- Task to complete -
A verbatim copy of every entry is required.

- Data extract -
____________

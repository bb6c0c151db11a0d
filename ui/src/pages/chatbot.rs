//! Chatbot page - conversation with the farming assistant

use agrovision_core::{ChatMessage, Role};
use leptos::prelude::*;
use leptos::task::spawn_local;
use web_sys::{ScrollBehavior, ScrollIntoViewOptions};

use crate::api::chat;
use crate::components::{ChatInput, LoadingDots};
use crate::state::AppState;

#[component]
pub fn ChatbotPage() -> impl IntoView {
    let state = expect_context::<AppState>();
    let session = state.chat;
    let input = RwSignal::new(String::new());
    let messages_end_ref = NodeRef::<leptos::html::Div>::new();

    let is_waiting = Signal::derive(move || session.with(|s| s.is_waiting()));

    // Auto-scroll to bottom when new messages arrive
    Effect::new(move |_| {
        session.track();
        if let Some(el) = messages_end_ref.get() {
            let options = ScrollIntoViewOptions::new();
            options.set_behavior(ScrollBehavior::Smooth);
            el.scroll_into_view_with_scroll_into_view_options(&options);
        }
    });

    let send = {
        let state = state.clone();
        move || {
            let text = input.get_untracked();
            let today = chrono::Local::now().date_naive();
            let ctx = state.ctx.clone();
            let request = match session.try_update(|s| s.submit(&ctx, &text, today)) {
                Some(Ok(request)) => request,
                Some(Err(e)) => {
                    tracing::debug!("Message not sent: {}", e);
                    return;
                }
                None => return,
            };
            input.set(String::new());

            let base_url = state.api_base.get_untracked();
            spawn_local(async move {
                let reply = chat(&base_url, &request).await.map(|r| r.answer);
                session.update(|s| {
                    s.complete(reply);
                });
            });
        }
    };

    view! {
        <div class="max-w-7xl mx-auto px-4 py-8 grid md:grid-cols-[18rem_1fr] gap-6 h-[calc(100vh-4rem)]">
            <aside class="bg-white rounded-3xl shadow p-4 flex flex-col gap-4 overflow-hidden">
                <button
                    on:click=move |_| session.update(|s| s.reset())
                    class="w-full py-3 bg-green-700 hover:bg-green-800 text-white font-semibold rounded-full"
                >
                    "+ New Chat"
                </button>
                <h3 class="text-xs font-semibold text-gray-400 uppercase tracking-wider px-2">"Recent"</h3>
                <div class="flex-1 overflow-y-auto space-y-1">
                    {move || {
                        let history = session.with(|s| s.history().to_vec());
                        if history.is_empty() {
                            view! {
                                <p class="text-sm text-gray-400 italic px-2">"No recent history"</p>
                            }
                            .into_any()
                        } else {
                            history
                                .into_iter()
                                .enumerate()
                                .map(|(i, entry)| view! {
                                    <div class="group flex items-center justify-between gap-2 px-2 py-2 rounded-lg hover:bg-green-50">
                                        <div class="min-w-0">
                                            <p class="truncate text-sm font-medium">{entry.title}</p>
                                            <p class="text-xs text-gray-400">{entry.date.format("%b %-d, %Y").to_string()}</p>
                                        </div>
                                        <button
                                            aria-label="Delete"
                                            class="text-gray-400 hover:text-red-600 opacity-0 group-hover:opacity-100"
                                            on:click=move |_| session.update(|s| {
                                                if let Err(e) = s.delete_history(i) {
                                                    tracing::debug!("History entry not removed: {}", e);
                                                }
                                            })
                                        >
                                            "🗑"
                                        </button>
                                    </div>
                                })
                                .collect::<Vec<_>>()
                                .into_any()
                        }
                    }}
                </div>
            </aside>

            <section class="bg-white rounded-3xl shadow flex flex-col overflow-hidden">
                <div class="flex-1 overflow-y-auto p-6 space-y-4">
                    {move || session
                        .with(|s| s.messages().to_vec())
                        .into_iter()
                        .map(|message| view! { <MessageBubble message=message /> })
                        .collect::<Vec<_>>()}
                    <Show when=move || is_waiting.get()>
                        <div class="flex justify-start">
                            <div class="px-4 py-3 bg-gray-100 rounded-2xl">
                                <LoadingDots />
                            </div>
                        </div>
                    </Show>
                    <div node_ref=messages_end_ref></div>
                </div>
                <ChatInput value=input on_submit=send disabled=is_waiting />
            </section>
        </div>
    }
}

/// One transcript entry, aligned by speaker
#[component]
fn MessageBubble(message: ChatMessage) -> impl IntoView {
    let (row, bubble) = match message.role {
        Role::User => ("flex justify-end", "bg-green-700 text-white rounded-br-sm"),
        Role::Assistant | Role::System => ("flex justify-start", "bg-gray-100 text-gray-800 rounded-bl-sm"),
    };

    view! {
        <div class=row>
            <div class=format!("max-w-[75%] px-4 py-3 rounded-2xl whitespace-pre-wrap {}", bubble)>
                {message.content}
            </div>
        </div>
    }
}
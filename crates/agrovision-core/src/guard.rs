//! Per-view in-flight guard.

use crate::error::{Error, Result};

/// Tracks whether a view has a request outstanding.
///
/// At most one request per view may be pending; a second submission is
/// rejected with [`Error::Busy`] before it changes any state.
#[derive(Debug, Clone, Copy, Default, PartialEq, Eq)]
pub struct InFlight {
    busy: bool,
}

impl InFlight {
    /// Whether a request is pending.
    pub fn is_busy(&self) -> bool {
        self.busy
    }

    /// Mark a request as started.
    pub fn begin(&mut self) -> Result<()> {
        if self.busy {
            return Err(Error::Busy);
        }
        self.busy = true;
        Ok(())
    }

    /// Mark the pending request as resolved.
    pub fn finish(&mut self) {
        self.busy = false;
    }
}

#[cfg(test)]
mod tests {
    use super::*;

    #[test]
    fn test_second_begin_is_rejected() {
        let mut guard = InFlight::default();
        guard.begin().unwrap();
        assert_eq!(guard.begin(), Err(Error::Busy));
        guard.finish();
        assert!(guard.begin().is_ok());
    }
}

____________

- Exercise output -
repository bb6c0c151db11a0d
filename ui/src/pages/chatbot.rs
//! Chatbot page - conversation with the farming assistant

use agrovision_core::{ChatMessage, Role};
use leptos::prelude::*;
use leptos::task::spawn_local;
use web_sys::{ScrollBehavior, ScrollIntoViewOptions};

use crate::api::chat;
use crate::components::{ChatInput, LoadingDots};
use crate::state::AppState;

#[component]
pub fn ChatbotPage() -> impl IntoView {
    let state = expect_context::<AppState>();
    let session = state.chat;
    let input = RwSignal::new(String::new());
    let messages_end_ref = NodeRef::<leptos::html::Div>::new();

    let is_waiting = Signal::derive(move || session.with(|s| s.is_waiting()));

    // Auto-scroll to bottom when new messages arrive
    Effect::new(move |_| {
        session.track();
        if let Some(el) = messages_end_ref.get() {
            let options = ScrollIntoViewOptions::new();
            options.set_behavior(ScrollBehavior::Smooth);
            el.scroll_into_view_with_scroll_into_view_options(&options);
        }
    });

    let send = {
        let state = state.clone();
        move || {
            let text = input.get_untracked();
            let today = chrono::Local::now().date_naive();
            let ctx = state.ctx.clone();
            let request = match session.try_update(|s| s.submit(&ctx, &text, today)) {
                Some(Ok(request)) => request,
                Some(Err(e)) => {
                    tracing::debug!("Message not sent: {}", e);
                    return;
                }
                None => return,
            };
            input.set(String::new());

            let base_url = state.api_base.get_untracked();
            spawn_local(async move {
                let reply = chat(&base_url, &request).await.map(|r| r.answer);
                session.update(|s| {
                    s.complete(reply);
                });
            });
        }
    };

    view! {
        <div class="max-w-7xl mx-auto px-4 py-8 grid md:grid-cols-[18rem_1fr] gap-6 h-[calc(100vh-4rem)]">
            <aside class="bg-white rounded-3xl shadow p-4 flex flex-col gap-4 overflow-hidden">
                <button
                    on:click=move |_| session.update(|s| s.reset())
                    class="w-full py-3 bg-green-700 hover:bg-green-800 text-white font-semibold rounded-full"
                >
                    "+ New Chat"
                </button>
                <h3 class="text-xs font-semibold text-gray-400 uppercase tracking-wider px-2">"Recent"</h3>
                <div class="flex-1 overflow-y-auto space-y-1">
                    {move || {
                        let history = session.with(|s| s.history().to_vec());
                        if history.is_empty() {
                            view! {
                                <p class="text-sm text-gray-400 italic px-2">"No recent history"</p>
                            }
                            .into_any()
                        } else {
                            history
                                .into_iter()
                                .enumerate()
                                .map(|(i, entry)| view! {
                                    <div class="group flex items-center justify-between gap-2 px-2 py-2 rounded-lg hover:bg-green-50">
                                        <div class="min-w-0">
                                            <p class="truncate text-sm font-medium">{entry.title}</p>
                                            <p class="text-xs text-gray-400">{entry.date.format("%b %-d, %Y").to_string()}</p>
                                        </div>
                                        <button
                                            aria-label="Delete"
                                            class="text-gray-400 hover:text-red-600 opacity-0 group-hover:opacity-100"
                                            on:click=move |_| session.update(|s| {
                                                if let Err(e) = s.delete_history(i) {
                                                    tracing::debug!("History entry not removed: {}", e);
                                                }
                                            })
                                        >
                                            "🗑"
                                        </button>
                                    </div>
                                })
                                .collect::<Vec<_>>()
                                .into_any()
                        }
                    }}
                </div>
            </aside>

            <section class="bg-white rounded-3xl shadow flex flex-col overflow-hidden">
                <div class="flex-1 overflow-y-auto p-6 space-y-4">
                    {move || session
                        .with(|s| s.messages().to_vec())
                        .into_iter()
                        .map(|message| view! { <MessageBubble message=message /> })
                        .collect::<Vec<_>>()}
                    <Show when=move || is_waiting.get()>
                        <div class="flex justify-start">
                            <div class="px-4 py-3 bg-gray-100 rounded-2xl">
                                <LoadingDots />
                            </div>
                        </div>
                    </Show>
                    <div node_ref=messages_end_ref></div>
                </div>
                <ChatInput value=input on_submit=send disabled=is_waiting />
            </section>
        </div>
    }
}

/// One transcript entry, aligned by speaker
#[component]
fn MessageBubble(message: ChatMessage) -> impl IntoView {
    let (row, bubble) = match message.role {
        Role::User => ("flex justify-end", "bg-green-700 text-white rounded-br-sm"),
        Role::Assistant | Role::System => ("flex justify-start", "bg-gray-100 text-gray-800 rounded-bl-sm"),
    };

    view! {
        <div class=row>
            <div class=format!("max-w-[75%] px-4 py-3 rounded-2xl whitespace-pre-wrap {}", bubble)>
                {message.content}
            </div>
        </div>
    }
}
filename crates/agrovision-core/src/guard.rs
//! Per-view in-flight guard.

use crate::error::{Error, Result};

/// Tracks whether a view has a request outstanding.
///
/// At most one request per view may be pending; a second submission is
/// rejected with [`Error::Busy`] before it changes any state.
#[derive(Debug, Clone, Copy, Default, PartialEq, Eq)]
pub struct InFlight {
    busy: bool,
}

impl InFlight {
    /// Whether a request is pending.
    pub fn is_busy(&self) -> bool {
        self.busy
    }

    /// Mark a request as started.
    pub fn begin(&mut self) -> Result<()> {
        if self.busy {
            return Err(Error::Busy);
        }
        self.busy = true;
        Ok(())
    }

    /// Mark the pending request as resolved.
    pub fn finish(&mut self) {
        self.busy = false;
    }
}

#[cfg(test)]
mod tests {
    use super::*;

    #[test]
    fn test_second_begin_is_rejected() {
        let mut guard = InFlight::default();
        guard.begin().unwrap();
        assert_eq!(guard.begin(), Err(Error::Busy));
        guard.finish();
        assert!(guard.begin().is_ok());
    }
}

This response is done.